I blame us. And our “ye toh hota hai” attitude.

And I blame Facebook. Where we create a small constituency of like-minded “friends” who are as outraged, as shocked as we are at the atrocities that happen around us. At the end of the day we have a deep sense of satisfaction that we have actually done something about the injustices that happen every second in the country.

And at the end of the day our bunch of corrupt, crass politicians have a quiet chuckle at our antics on social media, secure in the knowledge that that is all we will do.

The flyover collapse is a case in point.

Within seconds of the catastrophe, photos were posted, anger was expressed. If the number of posts and pictures are anything to go by, it is obvious that a lot of the Facebook family as it were rushed there just to get their share of ghoulish pictures.

Within minutes of the accident this appeared on Facebook.

The Flyover Collapse in Kolkata, India

FACEBOOK SAFETY CHECK

Quickly find and connect with friends in the area. Mark them safe if you know that they’re OK.

Are you in the affected area?

Within a half hour there were hundreds who were marked, or had marked themselves “safe”. I cannot articulate why, but the whole thing made me feel icky. Is this what social media has descended to? And a whole lot of people sit in their respective homes feeling they’ve done their bit?

I spoke to a few of them on the telephone to find out if they were alright. “Yeah sure,” most of them said. “Are you coming over tonight to watch the semi-final between India and West Indies?”

When did Calcutta, this city where 15 sets of hands would reach out to pull you on to a moving, over crowded bus, stop caring?

When did Calcutta, a city where a woman felt safe, become a haven for molesters and rapists?

When did a catastrophe of such huge proportions become just another “incident”?

When did compassion give way to callousness?

Thirty two years is just a blip in history. Yet a whole new mindset has taken over. I am not blaming any particular government for this. I blame us. For too long we have forgotten all that we stood for.

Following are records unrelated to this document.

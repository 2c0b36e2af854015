use thiserror::Error;

/// Unified error type for git-version-guard setup faults.
///
/// Validation failures are not errors: they are reported as
/// [`Verdict::Invalid`](crate::domain::Verdict::Invalid).
#[derive(Error, Debug)]
pub enum GuardError {
    #[error("Configuration error: {0}")]
    Config(String),

    #[error("Configuration error: rule '{rule}' has an invalid pattern '{pattern}': {source}")]
    InvalidPattern {
        rule: String,
        pattern: String,
        #[source]
        source: regex::Error,
    },

    #[error("Version parsing error: {0}")]
    Version(String),

    #[error("Manifest error: {0}")]
    Manifest(String),

    #[error("Git operation failed: {0}")]
    Git(#[from] git2::Error),

    #[error("I/O error: {0}")]
    Io(#[from] std::io::Error),
}

/// Convenience type alias for Results in git-version-guard
pub type Result<T> = std::result::Result<T, GuardError>;

impl GuardError {
    /// Create a configuration error with context
    pub fn config(msg: impl Into<String>) -> Self {
        GuardError::Config(msg.into())
    }

    /// Create a version error with context
    pub fn version(msg: impl Into<String>) -> Self {
        GuardError::Version(msg.into())
    }

    /// Create a manifest error with context
    pub fn manifest(msg: impl Into<String>) -> Self {
        GuardError::Manifest(msg.into())
    }
}

#[cfg(test)]
mod tests {
    use super::*;

    #[test]
    fn test_error_display() {
        let err = GuardError::config("test config issue");
        assert_eq!(err.to_string(), "Configuration error: test config issue");
    }

    #[test]
    fn test_error_from_io() {
        let io_err = std::io::Error::new(std::io::ErrorKind::NotFound, "file not found");
        let err: GuardError = io_err.into();
        assert!(err.to_string().contains("I/O error"));
    }

    #[test]
    fn test_invalid_pattern_names_rule_and_pattern() {
        let source = regex::Regex::new("release/(").unwrap_err();
        let err = GuardError::InvalidPattern {
            rule: "release".to_string(),
            pattern: "release/(".to_string(),
            source,
        };

        let msg = err.to_string();
        assert!(msg.starts_with("Configuration error"));
        assert!(msg.contains("'release'"));
        assert!(msg.contains("'release/('"));
    }

    #[test]
    fn test_error_messages_are_descriptive() {
        let error_pairs = vec![
            (GuardError::config("x"), "Configuration error"),
            (GuardError::version("x"), "Version parsing error"),
            (GuardError::manifest("x"), "Manifest error"),
        ];

        for (err, expected_prefix) in error_pairs {
            let msg = err.to_string();
            assert!(
                msg.starts_with(expected_prefix),
                "Error message should start with '{}', but got '{}'",
                expected_prefix,
                msg
            );
        }
    }
}
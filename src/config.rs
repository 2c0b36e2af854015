use serde::{Deserialize, Serialize};
use std::fs;
use std::path::Path;

use crate::domain::{BranchRule, SnapshotConvention};
use crate::error::{GuardError, Result};

/// File name looked up in the working directory
pub const CONFIG_FILE_NAME: &str = "versionguard.toml";

/// Represents the complete configuration for git-version-guard.
///
/// Contains the ordered branch rules, the snapshot convention and where the
/// branch name and project version come from.
#[derive(Debug, Deserialize, Serialize, Clone, PartialEq)]
pub struct Config {
    #[serde(default = "default_branch_env")]
    pub branch_env: String,

    #[serde(default)]
    pub detect_from_repository: bool,

    #[serde(default = "default_manifest")]
    pub manifest: String,

    #[serde(default)]
    pub snapshot: SnapshotConvention,

    #[serde(default = "default_rules")]
    pub rules: Vec<BranchRule>,
}

/// Returns the default environment variable carrying the CI branch name.
fn default_branch_env() -> String {
    "GIT_BRANCH".to_string()
}

/// Returns the default build descriptor path.
fn default_manifest() -> String {
    "Cargo.toml".to_string()
}

/// Returns the default gitflow-style rules, in priority order.
///
/// CI servers often report remote-tracking names, so an `origin/` prefix is
/// accepted on every rule.
pub fn default_rules() -> Vec<BranchRule> {
    vec![
        BranchRule::new("main", "(?:origin/)?(?:main|master)"),
        BranchRule::new("release", "(?:origin/)?release/(.+)"),
        BranchRule::new("hotfix", "(?:origin/)?hotfix/(.+)"),
        BranchRule::new("bugfix", "(?:origin/)?bugfix/.+"),
    ]
}

impl Default for Config {
    fn default() -> Self {
        Config {
            branch_env: default_branch_env(),
            detect_from_repository: false,
            manifest: default_manifest(),
            snapshot: SnapshotConvention::default(),
            rules: default_rules(),
        }
    }
}

/// Loads configuration from file or returns defaults.
///
/// Attempts to load configuration in the following order:
/// 1. Custom path provided as parameter
/// 2. `versionguard.toml` in current directory
/// 3. `.versionguard.toml` in user config directory
/// 4. Default configuration if no file found
///
/// # Returns
/// * `Ok(Config)` - Loaded or default configuration
/// * `Err` - If file exists but cannot be read or parsed
pub fn load_config(config_path: Option<&str>) -> Result<Config> {
    let (source, config_str) = if let Some(path) = config_path {
        (path.to_string(), fs::read_to_string(path)?)
    } else if Path::new(CONFIG_FILE_NAME).exists() {
        (
            CONFIG_FILE_NAME.to_string(),
            fs::read_to_string(CONFIG_FILE_NAME)?,
        )
    } else if let Some(config_dir) = dirs::config_dir() {
        let config_path = config_dir.join(format!(".{}", CONFIG_FILE_NAME));
        if config_path.exists() {
            (
                config_path.display().to_string(),
                fs::read_to_string(&config_path)?,
            )
        } else {
            tracing::debug!("no configuration file found, using defaults");
            return Ok(Config::default());
        }
    } else {
        return Ok(Config::default());
    };

    tracing::debug!(path = %source, "loading configuration");
    parse_config(&config_str).map_err(|e| GuardError::config(format!("{}: {}", source, e)))
}

/// Parses configuration from a TOML string.
pub fn parse_config(config_str: &str) -> Result<Config> {
    toml::from_str(config_str).map_err(|e| GuardError::config(e.to_string()))
}
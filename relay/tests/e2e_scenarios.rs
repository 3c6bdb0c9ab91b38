//! End-to-end scenarios against the in-process router: register two
//! users, exchange messages, and drive every ReplayGate rejection path
//! through real HTTP requests.

use axum::body::Body;
use axum::http::{Request, StatusCode};
use cipherlink_relay::audit::AuditLog;
use cipherlink_relay::state::{AppContext, AppState};
use http_body_util::BodyExt;
use serde_json::{json, Value};
use std::sync::Arc;
use tower::ServiceExt;

fn test_ctx() -> AppContext {
    let dir = std::env::temp_dir().join(format!("cipherlink-relay-test-{}", uuid::Uuid::new_v4()));
    AppContext {
        state: Arc::new(AppState::new()),
        audit: Arc::new(AuditLog::new(dir).unwrap()),
    }
}

async fn send(
    app: &axum::Router,
    method: &str,
    uri: &str,
    token: Option<&str>,
    body: Option<Value>,
) -> (StatusCode, Value) {
    let mut builder = Request::builder().method(method).uri(uri);
    if let Some(token) = token {
        builder = builder.header("Authorization", format!("Bearer {token}"));
    }
    let body_bytes = match body {
        Some(v) => {
            builder = builder.header("content-type", "application/json");
            serde_json::to_vec(&v).unwrap()
        }
        None => Vec::new(),
    };
    let request = builder.body(Body::from(body_bytes)).unwrap();
    let response = app.clone().oneshot(request).await.unwrap();
    let status = response.status();
    let bytes = response.into_body().collect().await.unwrap().to_bytes();
    let json = if bytes.is_empty() {
        Value::Null
    } else {
        serde_json::from_slice(&bytes).unwrap_or(Value::Null)
    };
    (status, json)
}

async fn register(app: &axum::Router, username: &str) -> (String, String) {
    let (status, body) = send(
        app,
        "POST",
        "/auth/register",
        None,
        Some(json!({
            "username": username,
            "password": "correct horse battery staple",
            "publicKey": "QUJD",
        })),
    )
    .await;
    assert_eq!(status, StatusCode::OK, "register failed: {body:?}");
    (
        body["token"].as_str().unwrap().to_string(),
        body["user"]["userId"].as_str().unwrap().to_string(),
    )
}

#[tokio::test]
async fn happy_path_register_send_and_fetch_conversation() {
    let ctx = test_ctx();
    let app = cipherlink_relay::app(ctx);

    let (alice_token, _alice_id) = register(&app, "alice").await;
    let (_bob_token, bob_id) = register(&app, "bob").await;

    let (status, body) = send(
        &app,
        "POST",
        "/messages/send",
        Some(&alice_token),
        Some(json!({
            "recipientId": bob_id,
            "ciphertext": "AAAA",
            "iv": "AAAAAAAAAAAAAAAA",
            "tag": "AAAAAAAAAAAAAAAAAAAAAA==",
            "timestamp": chrono_now(),
            "sequenceNumber": 1,
            "nonce": "0123456789abcdef",
        })),
    )
    .await;
    assert_eq!(status, StatusCode::CREATED, "{body:?}");

    let (status, body) = send(&app, "GET", &format!("/messages/conversation/{bob_id}"), Some(&alice_token), None).await;
    assert_eq!(status, StatusCode::OK);
    assert_eq!(body.as_array().unwrap().len(), 1);
}

#[tokio::test]
async fn missing_replay_fields_are_rejected() {
    let ctx = test_ctx();
    let app = cipherlink_relay::app(ctx);
    let (alice_token, _) = register(&app, "alice").await;
    let (_, bob_id) = register(&app, "bob").await;

    let (status, body) = send(
        &app,
        "POST",
        "/messages/send",
        Some(&alice_token),
        Some(json!({
            "recipientId": bob_id,
            "ciphertext": "AAAA",
            "iv": "AAAAAAAAAAAAAAAA",
            "tag": "AAAAAAAAAAAAAAAAAAAAAA==",
        })),
    )
    .await;
    assert_eq!(status, StatusCode::BAD_REQUEST);
    assert_eq!(body["error"], "missing-replay-fields");
}

#[tokio::test]
async fn duplicate_nonce_is_rejected_and_stays_rejected() {
    let ctx = test_ctx();
    let app = cipherlink_relay::app(ctx);
    let (alice_token, _) = register(&app, "alice").await;
    let (_, bob_id) = register(&app, "bob").await;

    let msg = json!({
        "recipientId": bob_id,
        "ciphertext": "AAAA",
        "iv": "AAAAAAAAAAAAAAAA",
        "tag": "AAAAAAAAAAAAAAAAAAAAAA==",
        "timestamp": chrono_now(),
        "sequenceNumber": 1,
        "nonce": "fedcba9876543210",
    });
    let (status, _) = send(&app, "POST", "/messages/send", Some(&alice_token), Some(msg.clone())).await;
    assert_eq!(status, StatusCode::CREATED);

    // Same nonce, bumped sequence number: still rejected as a replay.
    let mut replayed = msg.clone();
    replayed["sequenceNumber"] = json!(2);
    let (status, body) = send(&app, "POST", "/messages/send", Some(&alice_token), Some(replayed.clone())).await;
    assert_eq!(status, StatusCode::BAD_REQUEST);
    assert_eq!(body["error"], "duplicate-nonce");

    // Idempotence: replaying again gives the identical rejection, not a crash.
    let (status, body) = send(&app, "POST", "/messages/send", Some(&alice_token), Some(replayed)).await;
    assert_eq!(status, StatusCode::BAD_REQUEST);
    assert_eq!(body["error"], "duplicate-nonce");
}

#[tokio::test]
async fn stale_timestamp_is_rejected() {
    let ctx = test_ctx();
    let app = cipherlink_relay::app(ctx);
    let (alice_token, _) = register(&app, "alice").await;
    let (_, bob_id) = register(&app, "bob").await;

    let (status, body) = send(
        &app,
        "POST",
        "/messages/send",
        Some(&alice_token),
        Some(json!({
            "recipientId": bob_id,
            "ciphertext": "AAAA",
            "iv": "AAAAAAAAAAAAAAAA",
            "tag": "AAAAAAAAAAAAAAAAAAAAAA==",
            "timestamp": chrono_now() - 10 * 60 * 1000,
            "sequenceNumber": 1,
            "nonce": "aaaaaaaaaaaaaaaa",
        })),
    )
    .await;
    assert_eq!(status, StatusCode::BAD_REQUEST);
    assert_eq!(body["error"], "message-too-old");
}

#[tokio::test]
async fn future_timestamp_is_rejected() {
    let ctx = test_ctx();
    let app = cipherlink_relay::app(ctx);
    let (alice_token, _) = register(&app, "alice").await;
    let (_, bob_id) = register(&app, "bob").await;

    let (status, body) = send(
        &app,
        "POST",
        "/messages/send",
        Some(&alice_token),
        Some(json!({
            "recipientId": bob_id,
            "ciphertext": "AAAA",
            "iv": "AAAAAAAAAAAAAAAA",
            "tag": "AAAAAAAAAAAAAAAAAAAAAA==",
            "timestamp": chrono_now() + 5 * 60 * 1000,
            "sequenceNumber": 1,
            "nonce": "bbbbbbbbbbbbbbbb",
        })),
    )
    .await;
    assert_eq!(status, StatusCode::BAD_REQUEST);
    assert_eq!(body["error"], "message-from-future");
}

#[tokio::test]
async fn sequence_rewind_is_rejected() {
    let ctx = test_ctx();
    let app = cipherlink_relay::app(ctx);
    let (alice_token, _) = register(&app, "alice").await;
    let (_, bob_id) = register(&app, "bob").await;

    let base = json!({
        "recipientId": bob_id,
        "ciphertext": "AAAA",
        "iv": "AAAAAAAAAAAAAAAA",
        "tag": "AAAAAAAAAAAAAAAAAAAAAA==",
        "timestamp": chrono_now(),
        "sequenceNumber": 5,
        "nonce": "cccccccccccccccc",
    });
    let (status, _) = send(&app, "POST", "/messages/send", Some(&alice_token), Some(base)).await;
    assert_eq!(status, StatusCode::CREATED);

    let rewound = json!({
        "recipientId": bob_id,
        "ciphertext": "AAAA",
        "iv": "AAAAAAAAAAAAAAAA",
        "tag": "AAAAAAAAAAAAAAAAAAAAAA==",
        "timestamp": chrono_now(),
        "sequenceNumber": 3,
        "nonce": "dddddddddddddddd",
    });
    let (status, body) = send(&app, "POST", "/messages/send", Some(&alice_token), Some(rewound)).await;
    assert_eq!(status, StatusCode::BAD_REQUEST);
    assert_eq!(body["error"], "invalid-sequence-number");
}

#[tokio::test]
async fn unauthenticated_requests_are_rejected() {
    let ctx = test_ctx();
    let app = cipherlink_relay::app(ctx);
    let (status, _) = send(&app, "GET", "/users/whoever/public-key", None, None).await;
    assert_eq!(status, StatusCode::UNAUTHORIZED);
}

#[tokio::test]
async fn key_exchange_initiate_respond_and_confirm_round_trip() {
    let ctx = test_ctx();
    let app = cipherlink_relay::app(ctx);
    let (alice_token, alice_id) = register(&app, "alice").await;
    let (bob_token, bob_id) = register(&app, "bob").await;

    let (status, _) = send(
        &app,
        "POST",
        "/key-exchange/initiate",
        Some(&alice_token),
        Some(json!({
            "type": "INITIATE",
            "from": alice_id,
            "to": bob_id,
            "publicKey": "QUJD",
            "timestamp": chrono_now(),
            "signature": "c2ln",
        })),
    )
    .await;
    assert_eq!(status, StatusCode::OK);

    let (status, pending) = send(
        &app,
        "GET",
        &format!("/key-exchange/pending/{alice_id}"),
        Some(&bob_token),
        None,
    )
    .await;
    assert_eq!(status, StatusCode::OK);
    assert_eq!(pending["from"], alice_id);

    let (status, _) = send(
        &app,
        "POST",
        "/key-exchange/response",
        Some(&bob_token),
        Some(json!({
            "type": "RESPOND",
            "from": bob_id,
            "to": alice_id,
            "publicKey": "WFla",
            "timestamp": chrono_now(),
            "signature": "c2ln",
        })),
    )
    .await;
    assert_eq!(status, StatusCode::OK);

    let (status, respond) = send(
        &app,
        "GET",
        &format!("/key-exchange/responses/{bob_id}"),
        Some(&alice_token),
        None,
    )
    .await;
    assert_eq!(status, StatusCode::OK);
    assert_eq!(respond["respond"]["from"], bob_id);
    assert_eq!(respond["initiate"]["from"], alice_id);
    assert_eq!(respond["initiate"]["to"], bob_id);

    let (status, _) = send(
        &app,
        "POST",
        "/key-exchange/confirm",
        Some(&alice_token),
        Some(json!({"type": "CONFIRM", "from": alice_id, "to": bob_id, "hash": "aGFzaA=="})),
    )
    .await;
    assert_eq!(status, StatusCode::OK);

    let (status, _) = send(
        &app,
        "POST",
        "/key-exchange/confirm",
        Some(&bob_token),
        Some(json!({"type": "CONFIRM", "from": bob_id, "to": alice_id, "hash": "aGFzaA=="})),
    )
    .await;
    assert_eq!(status, StatusCode::OK);

    // Both parties confirmed: the relay has dropped the PendingExchange,
    // so the response that used to be there is gone too.
    let (status, respond) = send(
        &app,
        "GET",
        &format!("/key-exchange/responses/{bob_id}"),
        Some(&alice_token),
        None,
    )
    .await;
    assert_eq!(status, StatusCode::OK);
    assert!(respond.is_null());
}

#[tokio::test]
async fn responding_to_your_own_initiate_is_rejected() {
    let ctx = test_ctx();
    let app = cipherlink_relay::app(ctx);
    let (alice_token, alice_id) = register(&app, "alice").await;
    let (_, bob_id) = register(&app, "bob").await;

    send(
        &app,
        "POST",
        "/key-exchange/initiate",
        Some(&alice_token),
        Some(json!({
            "type": "INITIATE",
            "from": alice_id,
            "to": bob_id,
            "publicKey": "QUJD",
            "timestamp": chrono_now(),
            "signature": "c2ln",
        })),
    )
    .await;

    let (status, body) = send(
        &app,
        "POST",
        "/key-exchange/response",
        Some(&alice_token),
        Some(json!({
            "type": "RESPOND",
            "from": alice_id,
            "to": bob_id,
            "publicKey": "WFla",
            "timestamp": chrono_now(),
            "signature": "c2ln",
        })),
    )
    .await;
    assert_eq!(status, StatusCode::BAD_REQUEST);
    assert_eq!(body["error"], "invalid-self-response");
}

#[tokio::test]
async fn file_upload_is_visible_to_sender_and_recipient_only() {
    let ctx = test_ctx();
    let app = cipherlink_relay::app(ctx);
    let (alice_token, _) = register(&app, "alice").await;
    let (bob_token, bob_id) = register(&app, "bob").await;
    let (mallory_token, _) = register(&app, "mallory").await;

    let (status, body) = send(
        &app,
        "POST",
        "/files/upload",
        Some(&alice_token),
        Some(json!({
            "recipientId": bob_id,
            "fileName": "photo.png",
            "fileSize": 3,
            "mimeType": "image/png",
            "totalChunks": 1,
            "chunks": [{"chunk_index": 0, "ciphertext": "AAAA", "iv": "AAAAAAAAAAAAAAAA", "tag": "AAAAAAAAAAAAAAAAAAAAAA=="}],
        })),
    )
    .await;
    assert_eq!(status, StatusCode::OK, "{body:?}");
    let file_id = body["fileId"].as_str().unwrap();

    let (status, _) = send(&app, "GET", &format!("/files/{file_id}"), Some(&bob_token), None).await;
    assert_eq!(status, StatusCode::OK);

    let (status, _) = send(&app, "GET", &format!("/files/{file_id}"), Some(&mallory_token), None).await;
    assert_eq!(status, StatusCode::NOT_FOUND);
}

fn chrono_now() -> i64 {
    std::time::SystemTime::now()
        .duration_since(std::time::UNIX_EPOCH)
        .unwrap()
        .as_millis() as i64
}
//! LongTermKeys: generation and serialization of the identity
//! signing key pair. The public half is what gets registered at the relay
//! and is never used for key agreement or to encrypt payloads, only to
//! authenticate handshake messages (see [`crate::handshake`]).

use crate::error::{CoreError, CoreResult};
use pkcs8::{DecodePrivateKey, EncodePrivateKey};
use rand_core::OsRng;
use rsa::pss::{Signature as RsaPssSignature, SigningKey as RsaSigningKey, VerifyingKey as RsaVerifyingKey};
use rsa::signature::{RandomizedSigner, SignatureEncoding, Verifier};
use rsa::{RsaPrivateKey, RsaPublicKey};
use p256::ecdsa::{
    signature::Signer as EcdsaSigner, signature::Verifier as EcdsaVerifier, Signature as P256Signature,
    SigningKey as P256SigningKey, VerifyingKey as P256VerifyingKey,
};
use sha2::Sha256;
use spki::{DecodePublicKey, EncodePublicKey};

const RSA_BITS: usize = 2048;

/// The identity signing algorithm, persisted alongside the private blob and
/// selected identically on signing and verification. Never inferred from
/// the decoded bytes: a codebase that silently fell back to a different
/// algorithm on mismatch would make key-substitution attacks invisible.
#[derive(Debug, Clone, Copy, PartialEq, Eq, serde::Serialize, serde::Deserialize)]
pub enum SigningAlgorithm {
    /// RSA-2048 with PSS padding, SHA-256, salt length 32 (the default).
    Rsa2048Pss,
    /// NIST P-256 ECDSA (the documented equivalent-curve alternative).
    P256Ecdsa,
}

/// An identity key pair: algorithm tag plus private/public halves.
pub enum IdentityKeyPair {
    Rsa2048Pss(Box<RsaPrivateKey>),
    P256Ecdsa(P256SigningKey),
}

/// An identity public key, tagged with the algorithm it must be verified
/// under. Mixing algorithms between signer and verifier is a fatal error,
/// so the tag travels with the bytes everywhere this type goes.
#[derive(Debug, Clone, PartialEq, Eq)]
pub struct IdentityPublicKey {
    pub algorithm: SigningAlgorithm,
    der: Vec<u8>,
}

impl IdentityKeyPair {
    pub fn algorithm(&self) -> SigningAlgorithm {
        match self {
            IdentityKeyPair::Rsa2048Pss(_) => SigningAlgorithm::Rsa2048Pss,
            IdentityKeyPair::P256Ecdsa(_) => SigningAlgorithm::P256Ecdsa,
        }
    }

    pub fn public_key(&self) -> CoreResult<IdentityPublicKey> {
        match self {
            IdentityKeyPair::Rsa2048Pss(sk) => {
                let pk = RsaPublicKey::from(sk.as_ref());
                let der = pk
                    .to_public_key_der()
                    .map_err(|e| CoreError::Internal(format!("rsa public key encode: {e}")))?;
                Ok(IdentityPublicKey {
                    algorithm: SigningAlgorithm::Rsa2048Pss,
                    der: der.as_bytes().to_vec(),
                })
            }
            IdentityKeyPair::P256Ecdsa(sk) => {
                let vk = P256VerifyingKey::from(sk);
                Ok(IdentityPublicKey {
                    algorithm: SigningAlgorithm::P256Ecdsa,
                    der: vk.to_sec1_bytes().to_vec(),
                })
            }
        }
    }

    /// Signs `message` with PSS/SHA-256/salt-32 (RSA) or ECDSA/SHA-256 (P-256).
    pub fn sign(&self, message: &[u8]) -> CoreResult<Vec<u8>> {
        match self {
            IdentityKeyPair::Rsa2048Pss(sk) => {
                let signing_key = RsaSigningKey::<Sha256>::new((**sk).clone());
                let sig: RsaPssSignature = signing_key.sign_with_rng(&mut OsRng, message);
                Ok(sig.to_vec())
            }
            IdentityKeyPair::P256Ecdsa(sk) => {
                let sig: P256Signature = EcdsaSigner::sign(sk, message);
                Ok(sig.to_vec())
            }
        }
    }

    /// PKCS#8 DER for RSA, SEC1 DER for P-256: opaque bytes to be wrapped
    /// by [`crate::vault`] under a password-derived key.
    pub fn to_private_der(&self) -> CoreResult<Vec<u8>> {
        match self {
            IdentityKeyPair::Rsa2048Pss(sk) => sk
                .to_pkcs8_der()
                .map(|d| d.as_bytes().to_vec())
                .map_err(|e| CoreError::Internal(format!("rsa private key encode: {e}"))),
            IdentityKeyPair::P256Ecdsa(sk) => Ok(sk.to_bytes().to_vec()),
        }
    }

    pub fn from_private_der(algorithm: SigningAlgorithm, der: &[u8]) -> CoreResult<Self> {
        match algorithm {
            SigningAlgorithm::Rsa2048Pss => RsaPrivateKey::from_pkcs8_der(der)
                .map(|sk| IdentityKeyPair::Rsa2048Pss(Box::new(sk)))
                .map_err(|_| CoreError::WrongPasswordOrCorrupt),
            SigningAlgorithm::P256Ecdsa => P256SigningKey::from_slice(der)
                .map(IdentityKeyPair::P256Ecdsa)
                .map_err(|_| CoreError::WrongPasswordOrCorrupt),
        }
    }
}

impl IdentityPublicKey {
    pub fn to_der(&self) -> &[u8] {
        &self.der
    }

    pub fn from_der(algorithm: SigningAlgorithm, der: &[u8]) -> CoreResult<Self> {
        match algorithm {
            SigningAlgorithm::Rsa2048Pss => {
                RsaPublicKey::from_public_key_der(der).map_err(|_| CoreError::BadSignature)?;
            }
            SigningAlgorithm::P256Ecdsa => {
                P256VerifyingKey::from_sec1_bytes(der).map_err(|_| CoreError::BadSignature)?;
            }
        }
        Ok(Self {
            algorithm,
            der: der.to_vec(),
        })
    }

    /// Verifies `signature` over `message`. A mismatched algorithm tag
    /// (caller passing a signature produced under a different scheme) is
    /// always a verification failure, never a silent fallback.
    pub fn verify(&self, message: &[u8], signature: &[u8]) -> CoreResult<()> {
        match self.algorithm {
            SigningAlgorithm::Rsa2048Pss => {
                let pk = RsaPublicKey::from_public_key_der(&self.der)
                    .map_err(|_| CoreError::BadSignature)?;
                let verifying_key = RsaVerifyingKey::<Sha256>::new(pk);
                let sig = RsaPssSignature::try_from(signature).map_err(|_| CoreError::BadSignature)?;
                verifying_key
                    .verify(message, &sig)
                    .map_err(|_| CoreError::BadSignature)
            }
            SigningAlgorithm::P256Ecdsa => {
                let vk = P256VerifyingKey::from_sec1_bytes(&self.der)
                    .map_err(|_| CoreError::BadSignature)?;
                let sig = P256Signature::try_from(signature).map_err(|_| CoreError::BadSignature)?;
                EcdsaVerifier::verify(&vk, message, &sig).map_err(|_| CoreError::BadSignature)
            }
        }
    }
}

/// Generates a fresh identity key pair under the given algorithm. RSA-2048
/// is the default; P-256 ECDSA is the documented equivalent.
pub fn generate_identity(algorithm: SigningAlgorithm) -> CoreResult<IdentityKeyPair> {
    match algorithm {
        SigningAlgorithm::Rsa2048Pss => {
            let sk = RsaPrivateKey::new(&mut OsRng, RSA_BITS)
                .map_err(|e| CoreError::Internal(format!("rsa keygen failed: {e}")))?;
            Ok(IdentityKeyPair::Rsa2048Pss(Box::new(sk)))
        }
        SigningAlgorithm::P256Ecdsa => Ok(IdentityKeyPair::P256Ecdsa(P256SigningKey::random(&mut OsRng))),
    }
}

Years ago, I read an article in a newspaper in which the writer asked a child what he wanted to become when he grew up. The writer was just making polite conversation, thinking he’d get the usual response – astronaut or fireman or engine driver or even forest ranger.

The five-year-old boy thought for a moment, looked at his father, wiped the daal off his lips and said, very smugly, “I want to be rich.”

“That’s my boy,” said the father.

“Isn’t he smart?” said the mother.

We have forgotten our values. We have forgotten morality. We have forgotten common decency. We have forgotten righteous anger.

Above all we have forgotten family.

Not just the immediate one that we are born into. But our family of choice – our friends, our neighbours, our colleagues, our fellow men.

And until we build strong, new bridges to them, the ones around us will keep falling.